Companheiro de time de Vandinho, Élio Noal, 63, trabalha como representante comercial. Teve de diminuir as viagens com a pandemia. Não contraiu o vírus, mas viu um "colega viajante" e amigos não terem a mesma sorte. "Morreram alguns caras do veteranos também. Deu medo."

Até para falar do temor, Élio esboça o tom cômico. Quando conta que foi voluntário em um estudo clínico de vacina contra a covid-19, feito na UFSM (Universidade Federal de Santa Maria), já emenda a bronca que levou da namorada. "Ela é enfermeira e brigou comigo, mas no fim eu tomei a vacina."
Élio fez parte, primeiro, do grupo placebo, mas recebeu duas doses da Astrazeneca assim que a Anvisa (Agência Nacional de Vigilância Sanitária) concedeu o uso emergencial ao imunizante. Na família, ele viu três sobrinhos terem sintomas leves e se recuperarem.

Isso tudo foi suficiente para voltar aos campos apenas quando a data da estreia na Copa Afuvesma estava próxima. Na beira do gramado, a corneta era sua melhor jogada. Ganhou uma água mineral em uma aposta com um adversário depois que o jogador do Biomedica perdeu um pênalti. Antes de entrar, definiu-se como "lateral-direito limitadinho". Jogou como se fizesse piada e saiu dando risada ao final da partida.

Futebol dos veteranos de Santa Maria (RS): No intervalo, o goleiro Peninha, que chegou atrasado, tentou um aquecimento para pegar o ritmo - Renan Mattos/UOL - Renan Mattos/UOL
No intervalo, o goleiro Peninha, que chegou atrasado, tentou um aquecimento para pegar o ritmo
Imagem: Renan Mattos/UOL
No intervalo de Avaí x Assufsm, jogadores e bandeirinha contavam piada e falavam de tudo, menos do jogo - Renan Mattos/UOL - Renan Mattos/UOL
No intervalo de Avaí x Assufsm, jogadores e bandeirinha contavam piada e falavam de tudo, menos do jogo
Imagem: Renan Mattos/UOL

Melhor idade?

As finais da Copa Afuvesma estão previstas para 18 de dezembro, um sábado. Tem quem não jogue o campeonato inteiro por lesão. O tempo para a recuperação não é tão curto conforme a idade avança.

Isso ainda não é motivo para deixar de fardar e ficar por perto, nem que seja no banco. A festa vale para os veteranos tanto quanto uma vitória. O presidente Pelego, empolgado com a reportagem, já sugere outra pauta. "Descobre quem inventou o termo 'melhor idade' para falar de velhice. A melhor idade era nos 35, 40, que dava para jogar sábado, domingo e segunda."

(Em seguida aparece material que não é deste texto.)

//! fanwalld - chassis thermal-management daemon.
//!
//! Opens one or two powerboard serial links, runs the reconciliation
//! scheduler against them, and persists configuration through
//! `fanwall-core`'s four-document store.

mod fan_control;
mod link;

use std::collections::HashMap;
use std::sync::atomic::{AtomicBool, Ordering};
use std::sync::Arc;

use fanwall_core::Services;
use tracing::{error, info, warn};

const VERSION: &str = env!("CARGO_PKG_VERSION");

static SHUTDOWN: AtomicBool = AtomicBool::new(false);

const DEFAULT_PORT_1: &str = "/dev/ttyUSB0";
const DEFAULT_PORT_2: &str = "/dev/ttyUSB1";

struct CliArgs {
    debug: bool,
    foreground: bool,
    port1: Option<String>,
    port2: Option<String>,
    config_dir: Option<String>,
}

fn print_help() {
    eprintln!("fanwalld {VERSION} - chassis thermal-management daemon");
    eprintln!();
    eprintln!("USAGE:");
    eprintln!("    fanwalld [OPTIONS]");
    eprintln!();
    eprintln!("OPTIONS:");
    eprintln!("    -f, --foreground        Run in foreground (default; no daemonization)");
    eprintln!("        --debug             Verbose logging, including per-drive raw scan output");
    eprintln!("        --port1 PATH        Serial port for powerboard at location 1");
    eprintln!("        --port2 PATH        Serial port for powerboard at location 2");
    eprintln!("        --config-dir DIR    Override the configuration document directory");
    eprintln!("    -v, --version           Print version");
    eprintln!("    -h, --help              Print this help");
    eprintln!();
    eprintln!("ENVIRONMENT:");
    eprintln!("    FANWALL_LOG             Log level (trace, debug, info, warn, error)");
    eprintln!("    FANWALL_PORT_1          Serial port for location 1 (overridden by --port1)");
    eprintln!("    FANWALL_PORT_2          Serial port for location 2 (overridden by --port2)");
    eprintln!("    FANWALL_CONFIG_DIR      Configuration document directory");
}

fn print_version() {
    println!("fanwalld {VERSION}");
}

fn parse_args() -> Option<CliArgs> {
    let args: Vec<String> = std::env::args().collect();
    let mut out = CliArgs {
        debug: false,
        foreground: true,
        port1: None,
        port2: None,
        config_dir: None,
    };

    let mut i = 1;
    while i < args.len() {
        match args[i].as_str() {
            "-h" | "--help" => {
                print_help();
                return None;
            }
            "-v" | "--version" => {
                print_version();
                return None;
            }
            "-f" | "--foreground" => out.foreground = true,
            "--debug" => out.debug = true,
            "--port1" => {
                i += 1;
                out.port1 = args.get(i).cloned();
            }
            "--port2" => {
                i += 1;
                out.port2 = args.get(i).cloned();
            }
            "--config-dir" => {
                i += 1;
                out.config_dir = args.get(i).cloned();
            }
            arg => {
                eprintln!("unknown argument: {arg}");
                print_help();
                std::process::exit(1);
            }
        }
        i += 1;
    }
    Some(out)
}

fn init_logging(debug: bool) {
    let default_level = if debug { "debug" } else { "info" };
    let log_level = std::env::var("FANWALL_LOG").unwrap_or_else(|_| default_level.to_string());

    let use_journald = std::path::Path::new("/run/systemd/journal/socket").exists();
    if use_journald {
        match tracing_journald::layer() {
            Ok(layer) => {
                use tracing_subscriber::prelude::*;
                tracing_subscriber::registry()
                    .with(layer)
                    .with(tracing_subscriber::EnvFilter::new(&log_level))
                    .init();
                return;
            }
            Err(e) => {
                eprintln!("journald layer unavailable ({e}), falling back to stdout logging");
            }
        }
    }

    tracing_subscriber::fmt()
        .with_target(false)
        .with_level(true)
        .with_env_filter(log_level)
        .init();
}

#[tokio::main(flavor = "current_thread")]
async fn main() -> Result<(), Box<dyn std::error::Error>> {
    // PHASE 0: a panic anywhere must be logged, never silently eaten.
    std::panic::set_hook(Box::new(|panic_info| {
        let location = panic_info
            .location()
            .map(|l| format!("{}:{}:{}", l.file(), l.line(), l.column()))
            .unwrap_or_else(|| "unknown".to_string());
        let message = panic_info
            .payload()
            .downcast_ref::<&str>()
            .map(|s| s.to_string())
            .or_else(|| panic_info.payload().downcast_ref::<String>().cloned())
            .unwrap_or_else(|| "unknown panic".to_string());
        eprintln!("PANIC at {location}: {message}");
    }));

    // PHASE 1: CLI flags.
    let Some(args) = parse_args() else {
        return Ok(());
    };

    if let Some(dir) = &args.config_dir {
        std::env::set_var("FANWALL_CONFIG_DIR", dir);
    }

    // PHASE 2: logging.
    init_logging(args.debug);
    info!(version = VERSION, foreground = args.foreground, "fanwalld starting");

    // PHASE 3: load configuration and bootstrap the sensor registry.
    let mut services = match Services::load() {
        Ok(s) => s,
        Err(e) => {
            error!(error = %e, "fatal: could not load configuration");
            std::process::exit(1);
        }
    };
    services.bootstrap();

    // PHASE 4: resolve and open powerboard links.
    let mut ports = HashMap::new();
    ports.insert(
        1u8,
        args.port1
            .or_else(|| std::env::var("FANWALL_PORT_1").ok())
            .unwrap_or_else(|| DEFAULT_PORT_1.to_string()),
    );
    ports.insert(
        2u8,
        args.port2
            .or_else(|| std::env::var("FANWALL_PORT_2").ok())
            .unwrap_or_else(|| DEFAULT_PORT_2.to_string()),
    );

    let control_state = Arc::new(fan_control::ControlState::new(services, &ports));
    if control_state.boards.is_empty() {
        warn!("no powerboards responded; fan walls will remain hidden until one is available");
    }

    // PHASE 5: Ctrl-C / SIGTERM flips the shutdown flag and wakes the
    // scheduler so an in-flight tick finishes but no new one starts.
    let shutdown_flag = Arc::new(AtomicBool::new(false));
    let shutdown_for_handler = shutdown_flag.clone();
    let control_state_for_handler = control_state.clone();
    if let Err(e) = ctrlc::set_handler(move || {
        info!("shutdown signal received");
        SHUTDOWN.store(true, Ordering::SeqCst);
        shutdown_for_handler.store(true, Ordering::SeqCst);
        control_state_for_handler.signal_reload();
    }) {
        warn!(error = %e, "failed to install signal handler");
    }

    // PHASE 6: run the control loop until shutdown.
    fan_control::run_control_loop(control_state, shutdown_flag).await;

    info!("fanwalld stopped");
    Ok(())
}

Os jogadores veteranos podem não aguentar tantos jogos. O oposto — ficar parado como em 2020 — não é opção, mesmo que a pandemia ainda se sinta o cotidiano. Uma tarde de copa por sábado, para eles, é o ideal. E é prioridade em relação a futebol profissional ou outros compromissos. Apesar das carecas e cabelos brancos, brincam de jogar como meninos.